**Problem to solve:** Your task is to find every line in the records that holds the string "asset" and copy it.

**Given records:**
* * * * * * * * *

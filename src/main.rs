use clap::Parser;
use log::LevelFilter;
use log4rs::append::file::FileAppender;
use log4rs::config::{Appender, Config, Root};
use log4rs::encode::pattern::PatternEncoder;
use sha2::{Digest, Sha256};

use rusty_sync::correlogram::Correlogram;
use rusty_sync::error::SyncError;
use rusty_sync::spike_train::SpikeTrain;
use rusty_sync::utils::linspace;
use rusty_sync::DEFAULT_WINDOW;

#[derive(Parser, Debug)]
struct Args {
    /// The seed used for sampling the reference spike train
    #[arg(long)]
    seed: u64,
    /// The seed used for sampling the comparison spike train
    #[arg(long, default_value = "1")]
    comp_seed: u64,
    /// The number of spikes per train before trimming
    #[arg(short = 'N', long, default_value = "20")]
    num_spikes: usize,
    /// The nominal inter-spike interval, in milliseconds
    #[arg(long, default_value = "50.0")]
    isi: f64,
    /// The half-width of the uniform spike time jitter, in milliseconds
    #[arg(short = 'r', long, default_value = "4.0")]
    jitter: f64,
    /// The end of the analysis window, in milliseconds
    #[arg(long, default_value = "500.0")]
    horizon: f64,
    /// The half-width of the coincidence window, in milliseconds
    #[arg(short = 'w', long, default_value_t = DEFAULT_WINDOW)]
    window: f64,
    /// The magnitude of the largest lag applied to the comparison train, in milliseconds
    #[arg(long, default_value = "7.5")]
    lag_lim: f64,
    /// The number of lags to sweep
    #[arg(long, default_value = "7")]
    num_lags: usize,
}

fn main() -> Result<(), SyncError> {
    let args = Args::parse();

    let mut hasher = Sha256::new();
    hasher.update(format!("{:?}", args));
    let hash = hasher.finalize();
    let log_path = format!("log/{:x}.log", hash);
    let correlogram_path = format!("correlogram/{:x}.json", hash);

    let logfile = FileAppender::builder()
        .encoder(Box::new(PatternEncoder::new("{l} - {m}\n")))
        .build(log_path)
        .map_err(|e| SyncError::IOError(e.to_string()))?;

    let config = Config::builder()
        .appender(Appender::builder().build("logfile", Box::new(logfile)))
        .build(Root::builder().appender("logfile").build(LevelFilter::Info))
        .map_err(|e| SyncError::IOError(e.to_string()))?;

    log4rs::init_config(config).map_err(|e| SyncError::IOError(e.to_string()))?;

    log::info!("{:?}", args);

    // Sample the reference and comparison spike trains
    let reference = SpikeTrain::periodic(
        args.num_spikes,
        args.isi,
        args.jitter,
        args.horizon,
        args.seed,
    )?;
    let comparison = SpikeTrain::periodic(
        args.num_spikes,
        args.isi,
        args.jitter,
        args.horizon,
        args.comp_seed,
    )?;
    log::info!(
        "Spike train sampling done! {} reference and {} comparison spikes",
        reference.len(),
        comparison.len()
    );

    // Sweep the lags and measure the synchrony at each of them
    let lags = linspace(-args.lag_lim, args.lag_lim, args.num_lags);
    let correlogram = Correlogram::new(reference, comparison);
    let points = correlogram.sweep(args.window, &lags)?;
    for point in points.iter() {
        log::info!(
            "Lag {:+.3}: synchronized fraction is {:.3} ({} coincidences out of {} spikes)",
            point.lag(),
            point.ratio(),
            2 * point.coincidence_count(),
            point.total_events(),
        );
    }

    // Save the correlogram
    std::fs::create_dir_all("correlogram").map_err(|e| SyncError::IOError(e.to_string()))?;
    let file =
        std::fs::File::create(&correlogram_path).map_err(|e| SyncError::IOError(e.to_string()))?;
    serde_json::to_writer_pretty(file, &points).map_err(|e| SyncError::IOError(e.to_string()))?;
    log::info!("Correlogram saving: done! Saved to {}", correlogram_path);

    Ok(())
}
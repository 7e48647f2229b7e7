//! Error module for the Rusty Sync library.
use std::error::Error;
use std::fmt;

/// Error types for the library.
#[derive(Debug, PartialEq)]
pub enum SyncError {
    /// Error for invalid parameters, e.g., a negative coincidence window.
    InvalidParameter(String),
    /// Error for invalid spike times, e.g., NaN or infinite values.
    InvalidTimes(String),
    /// Error for I/O operations.
    IOError(String),
}

impl fmt::Display for SyncError {
    fn fmt(&self, f: &mut fmt::Formatter) -> fmt::Result {
        match self {
            SyncError::InvalidParameter(e) => write!(f, "Invalid parameter: {}", e),
            SyncError::InvalidTimes(e) => write!(f, "Invalid spike times: {}", e),
            SyncError::IOError(e) => write!(f, "I/O error: {}", e),
        }
    }
}

impl Error for SyncError {}
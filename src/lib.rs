//! This crate provides tools for measuring the synchrony of spike trains in Rust.
//!
//! # Building Spike Trains
//!
//! ## From Spike Times
//!
//! ```rust
//! use rusty_sync::spike_train::SpikeTrain;
//!
//! let train = SpikeTrain::build(&[0.0, 12.5, 50.0]).unwrap();
//! assert_eq!(train.len(), 3);
//! ```
//!
//! ## At Random
//!
//! ```rust
//! use rusty_sync::spike_train::SpikeTrain;
//!
//! // Sample 20 spikes every 50 ms, each jittered by up to 4 ms, trimmed at 500 ms
//! let train = SpikeTrain::periodic(20, 50.0, 4.0, 500.0, 42).unwrap();
//! assert!(train.times().iter().all(|t| *t < 500.0));
//!
//! // Sample a homogeneous Poisson train at 20 spikes per second over 1 second
//! let train = SpikeTrain::poisson(20.0, 1000.0, 42).unwrap();
//! ```
//!
//! # Measuring Coincidences
//!
//! ```rust
//! use rusty_sync::matcher::Matcher;
//! use rusty_sync::spike_train::SpikeTrain;
//!
//! let ref_train = SpikeTrain::build(&[0.0, 50.0, 100.0]).unwrap();
//! let comp_train = SpikeTrain::build(&[1.0, 49.0, 200.0]).unwrap();
//!
//! // Match the spikes of both trains within a 5 ms window
//! let matcher = Matcher::build(5.0).unwrap();
//! let result = matcher.measure(&ref_train, &comp_train);
//!
//! assert_eq!(result.coincidence_count(), 2);
//! assert_eq!(result.total_events(), 6);
//! ```
//!
//! # Sweeping Lags
//!
//! ```rust
//! use rusty_sync::correlogram::Correlogram;
//! use rusty_sync::spike_train::SpikeTrain;
//! use rusty_sync::utils::linspace;
//!
//! let reference = SpikeTrain::periodic(20, 50.0, 4.0, 500.0, 42).unwrap();
//! let comparison = SpikeTrain::periodic(20, 50.0, 4.0, 500.0, 43).unwrap();
//!
//! // Measure the synchrony of the two trains at 7 lags between -7.5 and 7.5 ms
//! let correlogram = Correlogram::new(reference, comparison);
//! let points = correlogram.sweep(5.0, &linspace(-7.5, 7.5, 7)).unwrap();
//!
//! assert_eq!(points.len(), 7);
//! ```

pub mod correlogram;
pub mod error;
pub mod matcher;
pub mod spike_train;
pub mod utils;

/// The default half-width of the coincidence window, in milliseconds.
pub const DEFAULT_WINDOW: f64 = 5.0;
/// Minimum number of lags to consider parallel processing.
pub const MIN_PARALLEL_LAGS: usize = 64;
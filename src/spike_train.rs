//! Module implementing the concept of a spike train.

use rand::distributions::{Distribution, Uniform};
use rand::SeedableRng;
use rand_chacha::ChaCha12Rng;
use rand_distr::Exp;
use serde::{Deserialize, Serialize};

use std::fs::File;
use std::io::{BufReader, BufWriter};
use std::path::Path;

use super::error::SyncError;

/// Represents an ordered sequence of spike times, in milliseconds.
#[derive(Debug, PartialEq, Clone, Serialize, Deserialize)]
pub struct SpikeTrain {
    /// The times at which the spikes occur, in non-decreasing order.
    times: Vec<f64>,
}

impl SpikeTrain {
    /// Create a spike train with the specified spike times.
    /// If necessary, the times are sorted.
    /// The function returns an error for non-finite times.
    pub fn build(times: &[f64]) -> Result<Self, SyncError> {
        for t in times {
            if !t.is_finite() {
                return Err(SyncError::InvalidTimes(format!(
                    "{} is not a finite spike time",
                    t
                )));
            }
        }

        let mut times = times.to_vec();
        times.sort_by(|t1, t2| {
            t1.partial_cmp(t2).unwrap_or_else(|| {
                panic!("Comparison failed: NaN values should have been caught earlier")
            })
        });

        Ok(SpikeTrain { times })
    }

    /// Sample a jittered periodic spike train.
    ///
    /// # Parameters
    /// - `num_spikes`: The number of spikes before trimming.
    /// - `isi`: The nominal inter-spike interval, in milliseconds.
    /// - `jitter`: The half-width of the uniform perturbation applied to every spike time.
    /// - `horizon`: The end of the analysis window; spikes at or beyond it are trimmed.
    /// - `seed`: The seed of the random number generator.
    ///
    /// # Returns
    /// A spike train whose n-th spike occurs at n * `isi` up to a perturbation in
    /// [-`jitter`, `jitter`), without the trailing spikes falling at or beyond `horizon`.
    pub fn periodic(
        num_spikes: usize,
        isi: f64,
        jitter: f64,
        horizon: f64,
        seed: u64,
    ) -> Result<Self, SyncError> {
        if num_spikes == 0 {
            return Err(SyncError::InvalidParameter(
                "The number of spikes must be positive".to_string(),
            ));
        }

        if isi <= 0.0 {
            return Err(SyncError::InvalidParameter(
                "The inter-spike interval must be positive".to_string(),
            ));
        }

        if jitter < 0.0 {
            return Err(SyncError::InvalidParameter(
                "The jitter half-width must be non-negative".to_string(),
            ));
        }

        let mut rng = ChaCha12Rng::seed_from_u64(seed);

        let mut times: Vec<f64> = (1..=num_spikes).map(|n| n as f64 * isi).collect();

        if jitter > 0.0 {
            let uniform = Uniform::new(-jitter, jitter);
            for t in times.iter_mut() {
                *t += uniform.sample(&mut rng);
            }
        }

        times.sort_by(|t1, t2| {
            t1.partial_cmp(t2)
                .expect("Problem with sorting the jittered spike times while sampling.")
        });

        times.truncate(times.partition_point(|t| *t < horizon));

        Ok(SpikeTrain { times })
    }

    /// Sample a homogeneous Poisson spike train.
    ///
    /// # Parameters
    /// - `rate`: The firing rate, in spikes per second.
    /// - `duration`: The duration of the train, in milliseconds.
    /// - `seed`: The seed of the random number generator.
    pub fn poisson(rate: f64, duration: f64, seed: u64) -> Result<Self, SyncError> {
        if rate <= 0.0 {
            return Err(SyncError::InvalidParameter(
                "The firing rate must be positive".to_string(),
            ));
        }

        if duration <= 0.0 {
            return Err(SyncError::InvalidParameter(
                "The duration must be positive".to_string(),
            ));
        }

        let mut rng = ChaCha12Rng::seed_from_u64(seed);
        let exp = Exp::new(rate / 1000.0).map_err(|e| SyncError::InvalidParameter(e.to_string()))?;

        let mut times: Vec<f64> = vec![];
        let mut time = exp.sample(&mut rng);
        while time < duration {
            times.push(time);
            time += exp.sample(&mut rng);
        }

        Ok(SpikeTrain { times })
    }

    /// Returns the spike times, in non-decreasing order.
    pub fn times(&self) -> &[f64] {
        &self.times[..]
    }

    /// Returns the number of spikes in the train.
    pub fn len(&self) -> usize {
        self.times.len()
    }

    /// Returns true if the train contains no spike.
    pub fn is_empty(&self) -> bool {
        self.times.is_empty()
    }

    /// Returns a new spike train with every spike time offset by the provided lag.
    /// The receiver is left untouched; a constant offset preserves the ordering.
    pub fn shifted(&self, lag: f64) -> SpikeTrain {
        SpikeTrain {
            times: self.times.iter().map(|t| t + lag).collect(),
        }
    }

    /// Save the spike train to the specified path in JSON format.
    pub fn save_to<P: AsRef<Path>>(&self, path: P) -> Result<(), SyncError> {
        let file = File::create(path).map_err(|e| SyncError::IOError(e.to_string()))?;
        serde_json::to_writer(BufWriter::new(file), self)
            .map_err(|e| SyncError::IOError(e.to_string()))
    }

    /// Load a spike train from the specified path.
    pub fn load_from<P: AsRef<Path>>(path: P) -> Result<Self, SyncError> {
        let file = File::open(path).map_err(|e| SyncError::IOError(e.to_string()))?;
        serde_json::from_reader(BufReader::new(file)).map_err(|e| SyncError::IOError(e.to_string()))
    }
}
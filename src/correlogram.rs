//! This module provides the lag sweep producing a correlogram.
//!
//! # Examples
//!
//! ```rust
//! use rusty_sync::correlogram::Correlogram;
//! use rusty_sync::spike_train::SpikeTrain;
//!
//! // Create a jitter-free periodic train and compare it with itself
//! let reference = SpikeTrain::periodic(20, 50.0, 0.0, 1000.0, 1).unwrap();
//! let comparison = reference.clone();
//!
//! // Sweep three lags with a 5 ms window
//! let correlogram = Correlogram::new(reference, comparison);
//! let points = correlogram.sweep(5.0, &[-10.0, 0.0, 10.0]).unwrap();
//!
//! // The trains are identical, so the synchrony peaks at zero lag
//! assert_eq!(points[1].ratio(), 1.0);
//! assert_eq!(points[0].ratio(), 0.0);
//! assert_eq!(points[2].ratio(), 0.0);
//! ```

use log::{debug, info};
use rayon::prelude::*;
use serde::{Deserialize, Serialize};

use crate::MIN_PARALLEL_LAGS;

use super::error::SyncError;
use super::matcher::Matcher;
use super::spike_train::SpikeTrain;

/// Represents a synchrony measurement at a given lag.
#[derive(Debug, PartialEq, Clone, Serialize, Deserialize)]
pub struct CorrelogramPoint {
    /// The lag applied to the comparison train, in milliseconds.
    lag: f64,
    /// The synchrony ratio at this lag.
    ratio: f64,
    /// The number of coincident spike pairs at this lag.
    coincidence_count: usize,
    /// The total number of spikes in both trains.
    total_events: usize,
}

impl CorrelogramPoint {
    /// Returns the lag applied to the comparison train.
    pub fn lag(&self) -> f64 {
        self.lag
    }

    /// Returns the synchrony ratio at this lag.
    pub fn ratio(&self) -> f64 {
        self.ratio
    }

    /// Returns the number of coincident spike pairs at this lag.
    pub fn coincidence_count(&self) -> usize {
        self.coincidence_count
    }

    /// Returns the total number of spikes in both trains.
    pub fn total_events(&self) -> usize {
        self.total_events
    }
}

/// Represents a correlogram between a reference and a comparison spike train.
#[derive(Debug, PartialEq, Clone)]
pub struct Correlogram {
    /// The reference spike train.
    reference: SpikeTrain,
    /// The comparison spike train, shifted during the sweep.
    comparison: SpikeTrain,
}

impl Correlogram {
    /// Create a new correlogram from the provided spike trains.
    pub fn new(reference: SpikeTrain, comparison: SpikeTrain) -> Correlogram {
        Correlogram {
            reference,
            comparison,
        }
    }

    /// Returns the reference spike train.
    pub fn reference(&self) -> &SpikeTrain {
        &self.reference
    }

    /// Returns the comparison spike train.
    pub fn comparison(&self) -> &SpikeTrain {
        &self.comparison
    }

    /// Sweep the lags and measure the synchrony of the two trains at each of them.
    ///
    /// The comparison train is shifted by every lag in turn and matched against
    /// the reference. The caller's lag order is preserved in the output,
    /// repeated lags included. An invalid window aborts the whole sweep with
    /// the matcher error, propagated unchanged.
    pub fn sweep(&self, window: f64, lags: &[f64]) -> Result<Vec<CorrelogramPoint>, SyncError> {
        let matcher = Matcher::build(window)?;

        // Every iteration is a pure computation over immutable inputs
        let points: Vec<CorrelogramPoint> = if lags.len() < MIN_PARALLEL_LAGS {
            lags.iter().map(|&lag| self.point_at(&matcher, lag)).collect()
        } else {
            lags.par_iter()
                .map(|&lag| self.point_at(&matcher, lag))
                .collect()
        };

        info!(
            "Lag sweep done! {} points with a {} ms window",
            points.len(),
            window
        );
        Ok(points)
    }

    /// Measure the synchrony of the two trains at a single lag.
    fn point_at(&self, matcher: &Matcher, lag: f64) -> CorrelogramPoint {
        let result = matcher.measure(&self.reference, &self.comparison.shifted(lag));
        debug!(
            "Lag {}: {} coincidences out of {} spikes",
            lag,
            result.coincidence_count(),
            result.total_events()
        );

        CorrelogramPoint {
            lag,
            ratio: result.ratio(),
            coincidence_count: result.coincidence_count(),
            total_events: result.total_events(),
        }
    }
}
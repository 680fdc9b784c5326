use chrono::{DateTime, Utc};
use rust_decimal::Decimal;
use serde::{Deserialize, Serialize};
use std::collections::BTreeMap;

// ---------------------------------------------------------------------------
// ExchangeRateSet — One FX quote for the base asset
// ---------------------------------------------------------------------------

/// Exchange rates for the base asset, as fiat per one unit of base.
///
/// Only ever constructed from a successful fetch, so `rates` always covers
/// every configured currency.
#[derive(Debug, Clone, PartialEq, Serialize, Deserialize)]
#[serde(rename_all = "camelCase")]
pub struct ExchangeRateSet {
    /// Provider timestamp of the quote.
    pub as_of: DateTime<Utc>,
    pub base: String,
    pub rates: BTreeMap<String, Decimal>,
}

impl ExchangeRateSet {
    pub fn rate(&self, currency: &str) -> Option<Decimal> {
        self.rates.get(currency).copied()
    }
}
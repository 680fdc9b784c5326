/// Shared application state available to all route handlers via Axum's
/// `State` extractor.
pub struct AppState {
    /// Async handle to the floor tracker. Store queries run on the blocking
    /// pool internally; the current dashboard is read without blocking.
    pub tracker: floorwatch::AsyncFloorTracker,
}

* * * * * * * * *

**Solution below:**
// ExchangeRateSet — One FX quote for the base asset
/// Exchange rates for the base asset, as fiat per one unit of base.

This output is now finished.